(Stored data)
--- START ---
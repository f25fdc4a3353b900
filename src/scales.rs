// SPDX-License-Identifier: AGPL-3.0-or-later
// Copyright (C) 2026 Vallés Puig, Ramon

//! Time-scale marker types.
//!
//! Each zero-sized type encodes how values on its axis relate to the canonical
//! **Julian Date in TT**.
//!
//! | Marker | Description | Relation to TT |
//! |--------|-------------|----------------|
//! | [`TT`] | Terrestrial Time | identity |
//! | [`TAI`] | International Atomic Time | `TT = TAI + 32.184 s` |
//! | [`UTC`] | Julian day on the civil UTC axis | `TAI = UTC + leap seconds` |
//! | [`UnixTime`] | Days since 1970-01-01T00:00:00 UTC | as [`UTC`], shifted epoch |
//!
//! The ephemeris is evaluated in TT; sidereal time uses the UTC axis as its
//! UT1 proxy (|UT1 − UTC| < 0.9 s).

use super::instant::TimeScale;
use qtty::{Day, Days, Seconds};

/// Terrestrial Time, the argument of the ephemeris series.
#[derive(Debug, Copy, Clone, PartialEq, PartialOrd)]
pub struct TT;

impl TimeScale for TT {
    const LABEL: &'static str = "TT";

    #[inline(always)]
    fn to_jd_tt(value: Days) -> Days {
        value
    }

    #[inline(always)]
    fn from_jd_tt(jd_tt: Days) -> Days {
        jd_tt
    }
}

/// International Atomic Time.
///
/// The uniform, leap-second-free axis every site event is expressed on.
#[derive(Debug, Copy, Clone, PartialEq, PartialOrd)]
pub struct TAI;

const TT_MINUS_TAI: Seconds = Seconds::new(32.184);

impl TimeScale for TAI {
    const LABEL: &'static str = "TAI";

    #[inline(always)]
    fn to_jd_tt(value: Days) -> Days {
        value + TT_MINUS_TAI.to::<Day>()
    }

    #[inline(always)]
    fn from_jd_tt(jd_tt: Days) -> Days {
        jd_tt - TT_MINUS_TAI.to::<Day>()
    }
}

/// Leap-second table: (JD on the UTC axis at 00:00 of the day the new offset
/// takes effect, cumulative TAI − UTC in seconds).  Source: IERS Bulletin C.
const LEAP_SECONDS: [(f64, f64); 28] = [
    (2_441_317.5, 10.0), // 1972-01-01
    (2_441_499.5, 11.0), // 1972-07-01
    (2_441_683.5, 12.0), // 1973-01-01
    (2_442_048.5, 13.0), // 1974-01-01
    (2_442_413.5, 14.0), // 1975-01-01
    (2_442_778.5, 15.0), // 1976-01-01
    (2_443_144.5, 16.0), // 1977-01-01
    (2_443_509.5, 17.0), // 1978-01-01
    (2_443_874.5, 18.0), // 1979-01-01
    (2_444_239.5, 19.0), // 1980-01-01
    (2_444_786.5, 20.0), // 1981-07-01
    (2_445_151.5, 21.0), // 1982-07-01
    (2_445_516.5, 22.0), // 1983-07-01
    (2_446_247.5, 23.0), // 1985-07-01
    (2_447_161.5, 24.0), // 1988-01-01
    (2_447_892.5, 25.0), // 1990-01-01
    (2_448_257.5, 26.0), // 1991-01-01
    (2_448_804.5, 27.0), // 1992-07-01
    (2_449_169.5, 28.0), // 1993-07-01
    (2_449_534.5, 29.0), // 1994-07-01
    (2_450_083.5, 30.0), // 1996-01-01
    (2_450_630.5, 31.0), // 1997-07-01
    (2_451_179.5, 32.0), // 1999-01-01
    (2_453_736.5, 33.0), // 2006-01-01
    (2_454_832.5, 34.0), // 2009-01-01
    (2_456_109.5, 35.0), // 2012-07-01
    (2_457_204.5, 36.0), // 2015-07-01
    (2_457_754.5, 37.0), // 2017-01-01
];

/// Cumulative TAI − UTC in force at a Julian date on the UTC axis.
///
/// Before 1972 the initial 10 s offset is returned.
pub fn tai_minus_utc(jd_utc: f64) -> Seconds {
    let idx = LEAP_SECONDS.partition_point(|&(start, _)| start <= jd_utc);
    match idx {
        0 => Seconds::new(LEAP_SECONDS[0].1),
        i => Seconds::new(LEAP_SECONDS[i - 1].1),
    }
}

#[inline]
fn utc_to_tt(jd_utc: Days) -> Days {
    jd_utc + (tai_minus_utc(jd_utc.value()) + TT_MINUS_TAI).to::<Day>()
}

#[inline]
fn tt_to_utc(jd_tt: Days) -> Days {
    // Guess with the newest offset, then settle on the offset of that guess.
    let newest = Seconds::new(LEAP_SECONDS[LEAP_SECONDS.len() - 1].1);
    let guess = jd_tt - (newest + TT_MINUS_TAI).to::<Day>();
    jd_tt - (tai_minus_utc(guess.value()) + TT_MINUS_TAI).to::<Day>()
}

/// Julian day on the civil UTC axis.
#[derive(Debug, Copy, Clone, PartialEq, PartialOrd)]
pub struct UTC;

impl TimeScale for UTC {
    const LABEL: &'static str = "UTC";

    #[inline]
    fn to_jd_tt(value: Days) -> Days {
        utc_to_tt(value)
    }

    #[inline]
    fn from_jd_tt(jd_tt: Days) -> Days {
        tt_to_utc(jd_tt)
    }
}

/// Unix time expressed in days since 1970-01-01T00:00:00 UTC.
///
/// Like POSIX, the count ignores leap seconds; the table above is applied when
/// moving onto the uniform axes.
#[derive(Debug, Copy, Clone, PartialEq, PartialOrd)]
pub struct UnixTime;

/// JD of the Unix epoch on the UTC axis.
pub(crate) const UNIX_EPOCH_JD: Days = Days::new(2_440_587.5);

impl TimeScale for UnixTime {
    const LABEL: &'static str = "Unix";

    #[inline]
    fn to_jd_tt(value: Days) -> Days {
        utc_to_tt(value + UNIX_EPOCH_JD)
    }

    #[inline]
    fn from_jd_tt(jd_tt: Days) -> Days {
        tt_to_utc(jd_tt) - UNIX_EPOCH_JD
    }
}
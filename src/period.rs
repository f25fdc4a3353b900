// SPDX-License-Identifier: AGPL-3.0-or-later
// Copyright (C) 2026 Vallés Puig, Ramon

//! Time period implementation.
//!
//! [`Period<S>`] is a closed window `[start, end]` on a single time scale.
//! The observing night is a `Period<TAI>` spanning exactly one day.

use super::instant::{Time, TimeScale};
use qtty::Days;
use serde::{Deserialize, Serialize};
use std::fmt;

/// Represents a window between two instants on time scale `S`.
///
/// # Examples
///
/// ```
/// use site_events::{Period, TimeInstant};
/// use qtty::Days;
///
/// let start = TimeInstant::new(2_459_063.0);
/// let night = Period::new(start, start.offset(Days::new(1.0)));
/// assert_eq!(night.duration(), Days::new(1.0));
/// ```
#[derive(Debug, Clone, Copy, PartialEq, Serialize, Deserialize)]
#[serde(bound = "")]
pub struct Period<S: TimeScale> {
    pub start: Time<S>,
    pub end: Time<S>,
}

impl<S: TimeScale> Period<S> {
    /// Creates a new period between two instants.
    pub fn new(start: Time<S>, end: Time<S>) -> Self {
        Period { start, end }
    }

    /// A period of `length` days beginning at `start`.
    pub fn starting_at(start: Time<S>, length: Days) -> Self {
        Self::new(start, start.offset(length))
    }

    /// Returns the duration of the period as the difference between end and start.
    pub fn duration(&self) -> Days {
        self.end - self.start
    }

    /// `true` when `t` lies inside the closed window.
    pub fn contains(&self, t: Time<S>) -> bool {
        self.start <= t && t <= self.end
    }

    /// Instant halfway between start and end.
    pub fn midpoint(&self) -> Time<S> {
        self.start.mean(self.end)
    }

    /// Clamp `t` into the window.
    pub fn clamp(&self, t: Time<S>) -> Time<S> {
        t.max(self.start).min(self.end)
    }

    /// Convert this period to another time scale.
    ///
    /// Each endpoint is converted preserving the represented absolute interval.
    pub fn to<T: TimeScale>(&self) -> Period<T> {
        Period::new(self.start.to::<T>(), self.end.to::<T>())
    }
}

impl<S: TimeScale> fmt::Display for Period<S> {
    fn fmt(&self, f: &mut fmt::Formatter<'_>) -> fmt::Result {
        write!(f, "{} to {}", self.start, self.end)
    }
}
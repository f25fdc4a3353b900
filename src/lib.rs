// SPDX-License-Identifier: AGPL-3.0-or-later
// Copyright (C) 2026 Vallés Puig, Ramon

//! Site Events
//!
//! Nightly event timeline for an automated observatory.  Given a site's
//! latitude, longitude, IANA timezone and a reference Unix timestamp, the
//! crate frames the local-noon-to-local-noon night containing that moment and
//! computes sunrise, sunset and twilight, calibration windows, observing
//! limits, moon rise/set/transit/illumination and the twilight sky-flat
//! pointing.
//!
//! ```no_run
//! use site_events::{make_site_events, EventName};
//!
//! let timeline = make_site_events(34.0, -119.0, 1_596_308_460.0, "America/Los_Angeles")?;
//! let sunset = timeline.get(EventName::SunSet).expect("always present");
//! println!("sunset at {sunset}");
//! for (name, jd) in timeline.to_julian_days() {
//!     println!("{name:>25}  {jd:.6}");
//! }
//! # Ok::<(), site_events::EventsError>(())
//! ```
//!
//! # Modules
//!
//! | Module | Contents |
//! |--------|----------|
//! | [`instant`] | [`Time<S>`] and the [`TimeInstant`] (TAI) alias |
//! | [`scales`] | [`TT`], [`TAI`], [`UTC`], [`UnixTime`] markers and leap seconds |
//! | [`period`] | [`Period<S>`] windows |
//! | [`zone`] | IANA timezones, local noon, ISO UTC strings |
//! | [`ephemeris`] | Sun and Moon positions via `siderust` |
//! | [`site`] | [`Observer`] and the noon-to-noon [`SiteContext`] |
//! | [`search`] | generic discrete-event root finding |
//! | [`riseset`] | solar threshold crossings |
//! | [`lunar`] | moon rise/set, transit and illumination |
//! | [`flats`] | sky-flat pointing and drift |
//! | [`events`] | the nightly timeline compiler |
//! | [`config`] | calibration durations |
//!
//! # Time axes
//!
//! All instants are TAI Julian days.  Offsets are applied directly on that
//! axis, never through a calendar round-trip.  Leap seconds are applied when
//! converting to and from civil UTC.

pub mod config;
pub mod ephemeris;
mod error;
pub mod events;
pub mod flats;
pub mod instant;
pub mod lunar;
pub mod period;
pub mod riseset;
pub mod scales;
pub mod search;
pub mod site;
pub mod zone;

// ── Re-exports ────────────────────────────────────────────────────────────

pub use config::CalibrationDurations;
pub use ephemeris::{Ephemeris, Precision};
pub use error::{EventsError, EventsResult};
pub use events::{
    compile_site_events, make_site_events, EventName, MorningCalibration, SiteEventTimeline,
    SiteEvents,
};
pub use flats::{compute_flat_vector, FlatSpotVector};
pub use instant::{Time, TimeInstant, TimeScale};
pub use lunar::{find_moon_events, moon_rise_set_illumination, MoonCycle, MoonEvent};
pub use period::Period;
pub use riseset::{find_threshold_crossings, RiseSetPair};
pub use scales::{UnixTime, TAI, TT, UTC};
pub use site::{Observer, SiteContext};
--- END ---
Filter the entries and copy each line with "sunset".

▶ **Task output**
//! computes sunrise, sunset and twilight, calibration windows, observing
//! let sunset = timeline.get(EventName::SunSet).expect("always present");
//! println!("sunset at {sunset}");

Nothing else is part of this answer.